Les multinationales et leurs chaînes d’approvisionnement globales sont-elles en passe d’être rattrapées par le droit ? Indiscutablement, un cap a été franchi le 1er juin 2023 avec le vote du Parlement européen en faveur de la directive sur le « devoir de vigilance » des entreprises. Si les discussions qui vont maintenant s’ouvrir entre le Parlement, le Conseil et la Commission recèlent quelques incertitudes, un texte contraignant pourrait être adopté avant la fin de l’année et ses promoteurs saluent d’ores et déjà une « révolution juridique[1] », consacrant l’avènement d’un nouveau régime de régulation du capitalisme mondialisé.

La première pierre de cet édifice a été posée en 2011, avec l’adoption des « Principes directeurs relatifs aux entreprises et aux droits de l’homme » des Nations unies.
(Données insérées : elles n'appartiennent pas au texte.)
//! Column type normalization and table inspection.
//!
//! Raw type strings coming out of the database (`varchar(255)`,
//! `bigint(20)`, `decimal(10,0)`, ...) are folded into a closed set of
//! logical types that the serializer understands. Anything outside that
//! set is a fatal schema error: a column with unknown serialization
//! behavior must stop the run before it corrupts the output.

use crate::db::{ColumnMeta, DbClient};
use crate::error::{ExtractError, Result};
use ahash::AHashSet;
use std::fmt;
use std::str::FromStr;

/// Logical column type controlling how values are rendered as SQL literals.
#[derive(Debug, Clone, Copy, PartialEq, Eq)]
pub enum ColumnType {
    /// Variable-length strings: quoted and escaped
    Varchar,
    /// Integer families: rendered bare
    Int,
    /// Long text: quoted and escaped
    Text,
    /// Date + time strings: truncated to `date time`, quoted
    Datetime,
    /// Fixed-point numerics: rendered bare
    Decimal,
    /// Binary payloads: quoted and escaped
    Blob,
}

impl FromStr for ColumnType {
    type Err = String;

    fn from_str(s: &str) -> std::result::Result<Self, Self::Err> {
        match s {
            "varchar" => Ok(ColumnType::Varchar),
            "int" => Ok(ColumnType::Int),
            "text" => Ok(ColumnType::Text),
            "datetime" => Ok(ColumnType::Datetime),
            "decimal" => Ok(ColumnType::Decimal),
            "blob" => Ok(ColumnType::Blob),
            _ => Err(format!("unknown column type: {}", s)),
        }
    }
}

impl fmt::Display for ColumnType {
    fn fmt(&self, f: &mut fmt::Formatter<'_>) -> fmt::Result {
        let s = match self {
            ColumnType::Varchar => "varchar",
            ColumnType::Int => "int",
            ColumnType::Text => "text",
            ColumnType::Datetime => "datetime",
            ColumnType::Decimal => "decimal",
            ColumnType::Blob => "blob",
        };
        write!(f, "{}", s)
    }
}

/// Normalize a raw column type string into a logical type.
///
/// Prefix families are matched case-sensitively as the source schema
/// emits them; `int(11)`, `tinyint(1)`, `bigint(20)` and `smallint(6)`
/// all collapse to `int`. Strings outside the known families pass
/// through verbatim and must name one of the logical types exactly,
/// otherwise the whole run fails with the offending type and column.
pub fn normalize(raw_type: &str, column: &str) -> Result<ColumnType> {
    const INT_PREFIXES: [&str; 4] = ["int", "tinyint", "bigint", "smallint"];

    if raw_type.starts_with("varchar") {
        return Ok(ColumnType::Varchar);
    }
    if raw_type.starts_with("decimal") {
        return Ok(ColumnType::Decimal);
    }
    if INT_PREFIXES.iter().any(|p| raw_type.starts_with(p)) {
        return Ok(ColumnType::Int);
    }

    raw_type
        .parse()
        .map_err(|_| ExtractError::unknown_column_type(raw_type, column))
}

/// Ordered mapping from column name to logical type.
///
/// Insertion order is load-bearing: it fixes the column order in the
/// generated SELECT, and the serializer resolves types against it by
/// name. Tables are small, so lookup is a linear scan over a Vec rather
/// than a hash map that would lose the order.
#[derive(Debug, Clone, Default, PartialEq)]
pub struct ColumnMap {
    entries: Vec<(String, ColumnType)>,
}

impl ColumnMap {
    /// Create an empty map.
    pub fn new() -> Self {
        Self {
            entries: Vec::new(),
        }
    }

    /// Append a column. Order of insertion is preserved.
    pub fn insert(&mut self, name: impl Into<String>, col_type: ColumnType) {
        self.entries.push((name.into(), col_type));
    }

    /// Look up a column's logical type by name.
    pub fn get(&self, name: &str) -> Option<ColumnType> {
        self.entries
            .iter()
            .find(|(n, _)| n == name)
            .map(|(_, t)| *t)
    }

    /// Column names in insertion order.
    pub fn names(&self) -> impl Iterator<Item = &str> {
        self.entries.iter().map(|(n, _)| n.as_str())
    }

    /// Iterate over `(name, type)` pairs in insertion order.
    pub fn iter(&self) -> impl Iterator<Item = (&str, ColumnType)> {
        self.entries.iter().map(|(n, t)| (n.as_str(), *t))
    }

    /// Number of columns.
    pub fn len(&self) -> usize {
        self.entries.len()
    }

    /// Check if the map has no columns.
    pub fn is_empty(&self) -> bool {
        self.entries.is_empty()
    }
}

/// Inspect a table and resolve its column map.
///
/// Columns come back in the database's natural order. When an allow-list
/// is given it acts as a membership filter over that order, so the result
/// never reorders to match the allow-list; names in the allow-list that
/// the table does not have are ignored. Every call re-queries the
/// database, nothing is cached.
pub fn inspect(
    client: &dyn DbClient,
    table: &str,
    allowlist: Option<&[String]>,
) -> Result<ColumnMap> {
    let allowed: Option<AHashSet<&str>> =
        allowlist.map(|names| names.iter().map(String::as_str).collect());

    let mut map = ColumnMap::new();
    for column in client.table_columns(table)? {
        if let Some(ref allowed) = allowed {
            if !allowed.contains(column.name.as_str()) {
                continue;
            }
        }
        let col_type = normalize(&column.raw_type, &column.name)?;
        map.insert(column.name, col_type);
    }
    Ok(map)
}

/// Describe a table's columns: each column's metadata paired with its
/// logical type, or `None` when the raw type is outside the supported
/// set. Unsupported columns are reported, not fatal; [`inspect`] is the
/// strict variant.
pub fn describe_table(
    client: &dyn DbClient,
    table: &str,
) -> Result<Vec<(ColumnMeta, Option<ColumnType>)>> {
    Ok(client
        .table_columns(table)?
        .into_iter()
        .map(|meta| {
            let resolved = normalize(&meta.raw_type, &meta.name).ok();
            (meta, resolved)
        })
        .collect())
}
La mobilisation autour du devoir de vigilance des multinationales s’est intensifiée à l’issue d’une série de catastrophes industrielles, en particulier l’incendie des Ali Enterprises au Pakistan en 2012 (qui a fait 255 victimes et dont l’effet a été particulièrement notable en Allemagne[2]) et l’effondrement du Rana Plaza au Bangladesh l’année suivante (1 138 victimes, employées dans des ateliers de confection fournissant, entre autres, les groupes Carrefour, Auchan, Mango, Primark et Benetton).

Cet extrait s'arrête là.